A cutie patootie! Give him a big hug from me. Congratulations.


----------



## GreenMountainNigerians (Jul 3, 2013)

Congrats! He is adorable. Love the spots️


----------



## Jdillio1988 (Jul 22, 2014)

Trickyroo said:


> Congratulations ! Well Done Tonks !
> Wasn't it a awesome experience ? I'm so happy for you
> Merlin is a handsome little fella


It was truly an amazing experience! Now the New worry is keeping him warm. Lol....we have a heating barrel but he doesn't use it.


----------



## Trickyroo (Sep 26, 2012)

How's Miss Tonks and Merlin doing ?


----------



## Jdillio1988 (Jul 22, 2014)

Trickyroo said:


> How's Miss Tonks and Merlin doing ?


They are doing so well! The weather has been in the high 40s today so we put our other three in their stall and let Tonks and Merlin walk around. He was racing around, hopping, and jumping! He is also starting to pick at the ground, which is so damn cute!

Can you explain how you integrate new kids into the herd? My other three are so bonded that im worried they will pick on him.


----------



## Jdillio1988 (Jul 22, 2014)

Alright, so, I just decided to Wing it with the integrating thing. So far everything seems totally fine. When I let Tonks out with my heard queen and her wethers Tonks and Lily(herd queen) ran around jumping and butting for a couple minutes and then calmed down. After about 10 minutes we let Merlin out and the other three couldn't care less! They have sniffed him and just walked away.

Before Tonks Kidded she NEVER stood up to Lilly. The other three picked on her so badly! At first we didn't even think we could keep her but things calmed down but were never perfect. They never let her eat with them and She would scream if you tried to put them in the stall together. NOW everyone is eating together, and they all seem so much more relaxed since Tonks and Lilly ran around and butted each other

My question is, is it possible that Tonks was challenging Lilly to let her know that she's not going to take anymore crap from them? The difference in all of their personalities towards each other since she kidded is amazing.


----------



## Mamaboyd (Oct 10, 2013)

congratulations! he is adorable


----------



## Trickyroo (Sep 26, 2012)

Tonks has to establish her place in the herd now since she's been separated to have her baby.
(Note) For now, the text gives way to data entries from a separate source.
use std::sync::Arc;

use parking_lot::RwLock;

use super::host::ActionItem;
use super::icons::Icon;
use crate::model::Goal;

/// How an action or group is shown in a menu
#[derive(Debug, Clone, PartialEq, Eq)]
pub struct Presentation {
    pub text: String,
    pub icon: Option<Icon>,
    /// Shown as a sub-menu rather than inlined
    pub popup: bool,
}

#[derive(Debug)]
enum GroupLabel {
    Text(String),
    /// Rendered as "<goal name> (<child count>)"
    Goal(Goal),
}

#[derive(Debug)]
struct GroupState {
    label: GroupLabel,
    icon: Option<Icon>,
    popup: bool,
    children: Vec<ActionItem>,
}

/// Ordered container of actions and nested groups
///
/// Cloning yields another handle to the same group, so a group attached to
/// several menus shows every mutation in all of them.
#[derive(Debug, Clone)]
pub struct ActionGroup {
    state: Arc<RwLock<GroupState>>,
}

impl ActionGroup {
    /// Plain group with a fixed label
    pub fn new(text: impl Into<String>, popup: bool) -> Self {
        Self::from_state(GroupState {
            label: GroupLabel::Text(text.into()),
            icon: None,
            popup,
            children: Vec::new(),
        })
    }

    /// Pop-up group listing the actions of one goal
    pub fn for_goal(goal: Goal, icon: Option<Icon>) -> Self {
        Self::from_state(GroupState {
            label: GroupLabel::Goal(goal),
            icon,
            popup: true,
            children: Vec::new(),
        })
    }

    fn from_state(state: GroupState) -> Self {
        Self {
            state: Arc::new(RwLock::new(state)),
        }
    }

    /// Append a child
    pub fn add(&self, item: ActionItem) {
        self.state.write().children.push(item);
    }

    /// Remove a child by identity; returns whether it was present
    pub fn remove(&self, item: &ActionItem) -> bool {
        let mut state = self.state.write();
        match state.children.iter().position(|c| c.same_as(item)) {
            Some(index) => {
                state.children.remove(index);
                true
            }
            None => false,
        }
    }

    pub fn contains(&self, item: &ActionItem) -> bool {
        self.state.read().children.iter().any(|c| c.same_as(item))
    }

    /// Children in order
    pub fn children(&self) -> Vec<ActionItem> {
        self.state.read().children.clone()
    }

    pub fn children_count(&self) -> usize {
        self.state.read().children.len()
    }

    /// The goal this group collects, if it is a goal group
    pub fn goal(&self) -> Option<Goal> {
        match &self.state.read().label {
            GroupLabel::Goal(goal) => Some(goal.clone()),
            GroupLabel::Text(_) => None,
        }
    }

    pub fn presentation(&self) -> Presentation {
        let state = self.state.read();
        let text = match &state.label {
            GroupLabel::Text(text) => text.clone(),
            GroupLabel::Goal(goal) => format!("{} ({})", goal.display_name, state.children.len()),
        };
        Presentation {
            text,
            icon: state.icon.clone(),
            popup: state.popup,
        }
    }

    /// Whether both handles point at the same group
    pub fn ptr_eq(&self, other: &ActionGroup) -> bool {
        Arc::ptr_eq(&self.state, &other.state)
    }
}
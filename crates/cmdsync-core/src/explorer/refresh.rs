//! Debounced explorer refresh
//!
//! A request arms a refresh timer; a request arriving before it fires
//! replaces it. When the request carries a command, a second timer selects
//! that command after the refresh. A new request invalidates both timers,
//! so only the latest target is ever selected.

use std::sync::{Arc, Weak};

use parking_lot::Mutex;
use tokio::runtime::Handle;
use tokio::task::JoinHandle;

use super::grouping::group_commands_by_goal;
use super::view::ExplorerView;
use crate::config::RefreshConfig;
use crate::goals::GoalRegistry;
use crate::model::Command;
use crate::registry::CommandManager;

#[derive(Debug, Clone, Copy, Default, PartialEq, Eq)]
pub enum RefreshPhase {
    #[default]
    Idle,
    /// Refresh timer armed
    PendingRefresh,
    /// Refresh done, select timer armed
    PendingSelect,
}

#[derive(Debug, Default)]
struct TimerState {
    phase: RefreshPhase,
    /// Bumped on every request and cancel; stale timers compare against it
    generation: u64,
    task: Option<JoinHandle<()>>,
}

struct Inner {
    manager: Weak<CommandManager>,
    goals: Arc<GoalRegistry>,
    view: Arc<dyn ExplorerView>,
    delays: RefreshConfig,
    timer: Mutex<TimerState>,
}

/// Coalesces refresh requests into one deferred re-render
///
/// Clones share the same timers.
#[derive(Clone)]
pub struct RefreshCoordinator {
    inner: Arc<Inner>,
}

impl RefreshCoordinator {
    pub fn new(
        manager: &Arc<CommandManager>,
        goals: Arc<GoalRegistry>,
        view: Arc<dyn ExplorerView>,
        delays: RefreshConfig,
    ) -> Self {
        Self {
            inner: Arc::new(Inner {
                manager: Arc::downgrade(manager),
                goals,
                view,
                delays,
                timer: Mutex::new(TimerState::default()),
            }),
        }
    }

    /// Re-render after the refresh delay
    pub fn request_refresh(&self) {
        self.schedule(None);
    }

    /// Re-render after the refresh delay, then select `command` after the select delay
    pub fn request_refresh_and_select(&self, command: &Command) {
        self.schedule(Some(command.clone()));
    }

    pub fn phase(&self) -> RefreshPhase {
        self.inner.timer.lock().phase
    }

    /// Drop any armed timer without refreshing
    pub fn cancel(&self) {
        let mut timer = self.inner.timer.lock();
        if let Some(task) = timer.task.take() {
            task.abort();
        }
        timer.generation += 1;
        timer.phase = RefreshPhase::Idle;
    }

    fn schedule(&self, target: Option<Command>) {
        let Ok(runtime) = Handle::try_current() else {
            tracing::warn!(
                select = target.is_some(),
                "no async runtime on this thread, refreshing explorer immediately"
            );
            self.cancel();
            self.inner.refresh();
            if let Some(target) = target {
                self.inner.view.select_command(&target);
            }
            return;
        };

        let mut timer = self.inner.timer.lock();
        if let Some(task) = timer.task.take() {
            task.abort();
        }
        timer.generation += 1;
        timer.phase = RefreshPhase::PendingRefresh;

        let generation = timer.generation;
        let inner = self.inner.clone();
        timer.task = Some(runtime.spawn(inner.run(generation, target)));
    }
}

impl Inner {
    async fn run(self: Arc<Self>, generation: u64, target: Option<Command>) {
        tokio::time::sleep(self.delays.refresh_delay()).await;
        let next = if target.is_some() {
            RefreshPhase::PendingSelect
        } else {
            RefreshPhase::Idle
        };
        if !self.advance(generation, next) {
            return;
        }
        self.refresh();

        let Some(target) = target else {
            return;
        };
        tokio::time::sleep(self.delays.select_delay()).await;
        if !self.advance(generation, RefreshPhase::Idle) {
            return;
        }
        tracing::debug!(command_name = %target.name, "selecting command in explorer");
        self.view.select_command(&target);
    }

    /// Move to `phase` unless a newer request superseded this timer
    fn advance(&self, generation: u64, phase: RefreshPhase) -> bool {
        let mut timer = self.timer.lock();
        if timer.generation != generation {
            return false;
        }
        timer.phase = phase;
        if phase == RefreshPhase::Idle {
            timer.task = None;
        }
        true
    }

    fn refresh(&self) {
        let Some(manager) = self.manager.upgrade() else {
            return;
        };
        let grouping = group_commands_by_goal(&self.goals, &manager.commands());
        tracing::debug!(
            goals = grouping.len(),
            command_count = grouping.command_count(),
            "refreshing explorer"
        );
        self.view.set_commands(grouping);
    }
}

impl std::fmt::Debug for RefreshCoordinator {
    fn fmt(&self, f: &mut std::fmt::Formatter<'_>) -> std::fmt::Result {
        f.debug_struct("RefreshCoordinator")
            .field("delays", &self.inner.delays)
            .field("phase", &self.phase())
            .finish()
    }
}
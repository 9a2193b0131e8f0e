use std::sync::Arc;

use cmdsync_core::actions::{CommandExecutor, InMemoryActionManager, InMemoryIconRegistry};
use cmdsync_core::config::NamingConfig;
use cmdsync_core::types::{CommandTemplate, StaticTypeProvider};
use cmdsync_core::{
    ActionSynchronizer, Command, CommandChangedListener, CommandLoadedListener, CommandManager,
    GoalRegistry,
};
use parking_lot::Mutex;

/// Notification as seen by a recording listener
#[derive(Debug, Clone, PartialEq, Eq)]
pub enum Seen {
    Loaded(usize),
    Added(String),
    Updated(String),
    Removed(String),
}

/// Listener recording every notification in order
#[derive(Default)]
pub struct RecordingListener {
    manager: Mutex<Option<std::sync::Weak<CommandManager>>>,
    seen: Mutex<Vec<Seen>>,
    /// Whether the command was readable through the manager during `added`
    visible_on_add: Mutex<Vec<bool>>,
}

#[allow(dead_code)]
impl RecordingListener {
    /// Listener registered for both loaded and changed events
    pub fn attach(manager: &Arc<CommandManager>) -> Arc<Self> {
        let listener = Arc::new(Self::default());
        *listener.manager.lock() = Some(Arc::downgrade(manager));
        manager.add_loaded_listener(listener.clone());
        manager.add_changed_listener(listener.clone());
        listener
    }

    pub fn seen(&self) -> Vec<Seen> {
        self.seen.lock().clone()
    }

    pub fn added(&self) -> Vec<String> {
        self.seen()
            .into_iter()
            .filter_map(|s| match s {
                Seen::Added(name) => Some(name),
                _ => None,
            })
            .collect()
    }

    pub fn visible_on_add(&self) -> Vec<bool> {
        self.visible_on_add.lock().clone()
    }

    fn manager(&self) -> Option<Arc<CommandManager>> {
        self.manager.lock().as_ref().and_then(|m| m.upgrade())
    }
}

impl CommandLoadedListener for RecordingListener {
    fn on_commands_loaded(&self) {
        let count = self.manager().map(|m| m.commands().len()).unwrap_or(0);
        self.seen.lock().push(Seen::Loaded(count));
    }
}

impl CommandChangedListener for RecordingListener {
    fn on_command_added(&self, command: &Command) {
        let visible = self
            .manager()
            .map(|m| m.command(&command.name).is_some())
            .unwrap_or(false);
        self.visible_on_add.lock().push(visible);
        self.seen.lock().push(Seen::Added(command.name.clone()));
    }

    fn on_command_updated(&self, command: &Command) {
        self.seen.lock().push(Seen::Updated(command.name.clone()));
    }

    fn on_command_removed(&self, command: &Command) {
        self.seen.lock().push(Seen::Removed(command.name.clone()));
    }
}

/// Executor recording the names it was asked to run
#[derive(Default)]
pub struct RecordingExecutor {
    executed: Mutex<Vec<String>>,
}

#[allow(dead_code)]
impl RecordingExecutor {
    pub fn executed(&self) -> Vec<String> {
        self.executed.lock().clone()
    }
}

impl CommandExecutor for RecordingExecutor {
    fn execute(&self, command_name: &str) {
        self.executed.lock().push(command_name.to_string());
    }
}

/// Type provider knowing "custom", "mvn" and "gradle"
#[allow(dead_code)]
pub fn type_provider() -> StaticTypeProvider {
    StaticTypeProvider::default()
        .with_type("custom", "Custom", CommandTemplate::new("newCustom", "echo hello"))
        .with_type("mvn", "Maven", CommandTemplate::new("build", "mvn clean install"))
        .with_type("gradle", "Gradle", CommandTemplate::new("", "gradle build"))
}

/// Unloaded manager with default naming
#[allow(dead_code)]
pub fn new_manager() -> Arc<CommandManager> {
    new_manager_with(NamingConfig::default())
}

#[allow(dead_code)]
pub fn new_manager_with(naming: NamingConfig) -> Arc<CommandManager> {
    Arc::new(CommandManager::new(Arc::new(type_provider()), naming))
}

/// Manager already loaded with `commands`
#[allow(dead_code)]
pub async fn loaded_manager(commands: Vec<Command>) -> Arc<CommandManager> {
    let manager = new_manager();
    manager.load(commands).await.unwrap();
    manager
}

/// Everything needed to observe menu synchronization
#[allow(dead_code)]
pub struct MenuFixture {
    pub manager: Arc<CommandManager>,
    pub actions: Arc<InMemoryActionManager>,
    pub executor: Arc<RecordingExecutor>,
    pub synchronizer: Arc<ActionSynchronizer>,
}

/// Unloaded manager with an installed synchronizer
#[allow(dead_code)]
pub fn menu_fixture() -> MenuFixture {
    let manager = new_manager();
    let actions = Arc::new(InMemoryActionManager::with_menu_surfaces());
    let executor = Arc::new(RecordingExecutor::default());
    let icons = InMemoryIconRegistry::new()
        .with_icon("build.commands.goal.icon", Some("<svg/>".to_string()))
        .with_icon("test.commands.goal.icon", None);
    let synchronizer = ActionSynchronizer::install(
        &manager,
        actions.clone(),
        Arc::new(GoalRegistry::new()),
        Arc::new(icons),
        executor.clone(),
    )
    .unwrap();

    MenuFixture {
        manager,
        actions,
        executor,
        synchronizer,
    }
}

/// Names of the commands in a snapshot
#[allow(dead_code)]
pub fn names(commands: &[Command]) -> Vec<String> {
    commands.iter().map(|c| c.name.clone()).collect()
}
This is normal. You did good with putting them in together like you did  Just keep a close eye on the herd and how they interact with Merlin. Light pushing from them is fine and normal , but you don't want to see anything more then that. Merlin is very fragile being so young he could get hurt easily. As long as they are respectable with him and Tonks , things should be fine 
I personally wouldn't leave them alone unattended just yet .
Tonks being a new momma and having a baby to protect most likely gave her a bit more self confidence to fight for her place, might even have gained a few higher spots on the ladder , lol..


----------



## toth boer goats (Jul 20, 2008)

So cute.


----------



## Jdillio1988 (Jul 22, 2014)

Trickyroo said:


> Tonks has to establish her place in the herd now since she's been separated to have her baby. This is normal. You did good with putting them in together like you did  Just keep a close eye on the herd and how they interact with Merlin. Light pushing from them is fine and normal , but you don't want to see anything more then that. Merlin is very fragile being so young he could get hurt easily. As long as they are respectable with him and Tonks , things should be fine
> I personally wouldn't leave them alone unattended just yet .
> Tonks being a new momma and having a baby to protect most likely gave her a bit more self confidence to fight for her place, might even have gained a few higher spots on the ladder , lol..


They seems to not really care about Merlin. I'm so shocked! Today Lilly was sniffing him and when she walked away he chased her. Lol. We still seperate them when we arnt there but I try to sit with them all about 4x a day for an hour.


----------



## Jdillio1988 (Jul 22, 2014)




----------



## Trickyroo (Sep 26, 2012)

Oh he is ADORABLE ! 
Tonks is really pretty too , she looks very proud of her little man


----------